Data listing:
• • • • • • •

#[allow(clippy::too_many_arguments)]
fn push_field_members(
    node: Node,
    source: &[u8],
    file_path: &str,
    namespace: Option<&str>,
    scope: &TypeScope,
    dependencies: &[String],
    chunks: &mut Vec<CodeChunk>,
    kind: ChunkKind,
) {
    let Some(declaration) = node.child_by_field_name("declaration") else {
        return;
    };
    let ty_text = field_text(declaration, "type", source);
    let modifiers = collect_modifiers(node, source);
    let (start_line, end_line) = line_span(node);
    let Some(content) = node.utf8_text(source).ok().map(str::to_string) else {
        return;
    };

    let mut cursor = declaration.walk();
    for child in declaration.children(&mut cursor) {
        if child.kind() != "variable_declarator" {
            continue;
        }
        let Some(simple) = field_text(child, "name", source) else {
            continue;
        };
        let mut attrs = BTreeMap::new();
        if let Some(t) = &ty_text {
            attrs.insert("type".to_string(), t.clone());
        }
        chunks.push(CodeChunk::new(
            kind,
            format!("{}.{simple}", scope.simple_chain),
            Some(scope.qualified_name.clone()),
            namespace.map(ToString::to_string),
            file_path,
            start_line,
            end_line,
            content.clone(),
            dependencies.to_vec(),
            modifiers.clone(),
            attrs,
        ));
    }
}

fn collect_modifiers(node: Node, source: &[u8]) -> String {
    let _ = source;
    let mut cursor = node.walk();
    node.children(&mut cursor)
        .filter(|child| MODIFIERS.contains(&child.kind()))
        .map(|child| child.kind())
        .collect::<Vec<_>>()
        .join(" ")
}

fn field_text(node: Node, field: &str, source: &[u8]) -> Option<String> {
    node.child_by_field_name(field)
        .and_then(|n| n.utf8_text(source).ok())
        .map(str::to_string)
}

fn line_span(node: Node) -> (usize, usize) {
    (node.start_position().row + 1, node.end_position().row + 1)
}

#[cfg(test)]
mod tests {
    use super::*;

    #[test]
    fn semantic_parsing_namespace_class_field_method() {
        let src = "namespace N { public class C { private int _x; public void M(string s){} } }";
        let chunks = parse("a.cs", src).expect("parses");

        assert_eq!(chunks.len(), 3, "{chunks:#?}");

        let class = chunks.iter().find(|c| c.kind == ChunkKind::Class).expect("class chunk");
        assert_eq!(class.qualified_name, "N.C");
        assert_eq!(class.modifiers, "public");

        let field = chunks.iter().find(|c| c.kind == ChunkKind::Field).expect("field chunk");
        assert_eq!(field.qualified_name, "C._x");
        assert_eq!(field.modifiers, "private");
        assert_eq!(field.parent_qualified_name.as_deref(), Some("N.C"));

        let method = chunks.iter().find(|c| c.kind == ChunkKind::Method).expect("method chunk");
        assert_eq!(method.qualified_name, "C.M");
        assert_eq!(method.modifiers, "public");
        assert_eq!(method.parent_qualified_name.as_deref(), Some("N.C"));

        for chunk in &chunks {
            assert!(chunk.start_line >= 1);
            assert!(chunk.end_line >= chunk.start_line);
        }
    }

    #[test]
    fn nested_types() {
        let src = "public class Outer { public class Inner { public void NM(){} } }";
        let chunks = parse("a.cs", src).expect("parses");

        let outer = chunks.iter().find(|c| c.qualified_name == "Outer").expect("Outer");
        assert_eq!(outer.parent_qualified_name, None);

        let inner = chunks
            .iter()
            .find(|c| c.qualified_name == "Outer.Inner")
            .expect("Outer.Inner");
        assert_eq!(inner.parent_qualified_name.as_deref(), Some("Outer"));

        let method = chunks
            .iter()
            .find(|c| c.kind == ChunkKind::Method)
            .expect("method");
        assert_eq!(method.qualified_name, "Outer.Inner.NM");
        assert_eq!(method.parent_qualified_name.as_deref(), Some("Outer.Inner"));
    }

    #[test]
    fn constructor_and_indexer_naming() {
        let src = "public class C { public C(int x) {} public int this[int i] => i; }";
        let chunks = parse("a.cs", src).expect("parses");

        let ctor = chunks.iter().find(|c| c.kind == ChunkKind::Constructor).expect("ctor");
        assert_eq!(ctor.qualified_name, "C..ctor");

        let indexer = chunks.iter().find(|c| c.kind == ChunkKind::Indexer).expect("indexer");
        assert_eq!(indexer.qualified_name, "C.this[]");
    }

    #[test]
    fn multi_variable_field_emits_one_chunk_per_variable() {
        let src = "public class C { private int _a, _b; }";
        let chunks = parse("a.cs", src).expect("parses");
        let fields: Vec<_> = chunks.iter().filter(|c| c.kind == ChunkKind::Field).collect();
        assert_eq!(fields.len(), 2);
        assert!(fields.iter().any(|f| f.qualified_name == "C._a"));
        assert!(fields.iter().any(|f| f.qualified_name == "C._b"));
        assert_eq!(fields[0].start_line, fields[1].start_line);
    }

    #[test]
    fn using_directives_become_dependencies() {
        let src = "using System;\nusing System.Linq;\nnamespace N { public class C {} }";
        let chunks = parse("a.cs", src).expect("parses");
        let class = &chunks[0];
        assert_eq!(class.dependencies, vec!["System".to_string(), "System.Linq".to_string()]);
    }

    #[test]
    fn empty_file_yields_no_chunks() {
        let chunks = parse("empty.cs", "").expect("parses");
        assert!(chunks.is_empty());
    }
}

• • • • • • •

Task: If a line in the entries above contains "declaration", report it.

Reply to the exercise:
    let Some(declaration) = node.child_by_field_name("declaration") else {
    let ty_text = field_text(declaration, "type", source);
    let mut cursor = declaration.walk();
    for child in declaration.children(&mut cursor) {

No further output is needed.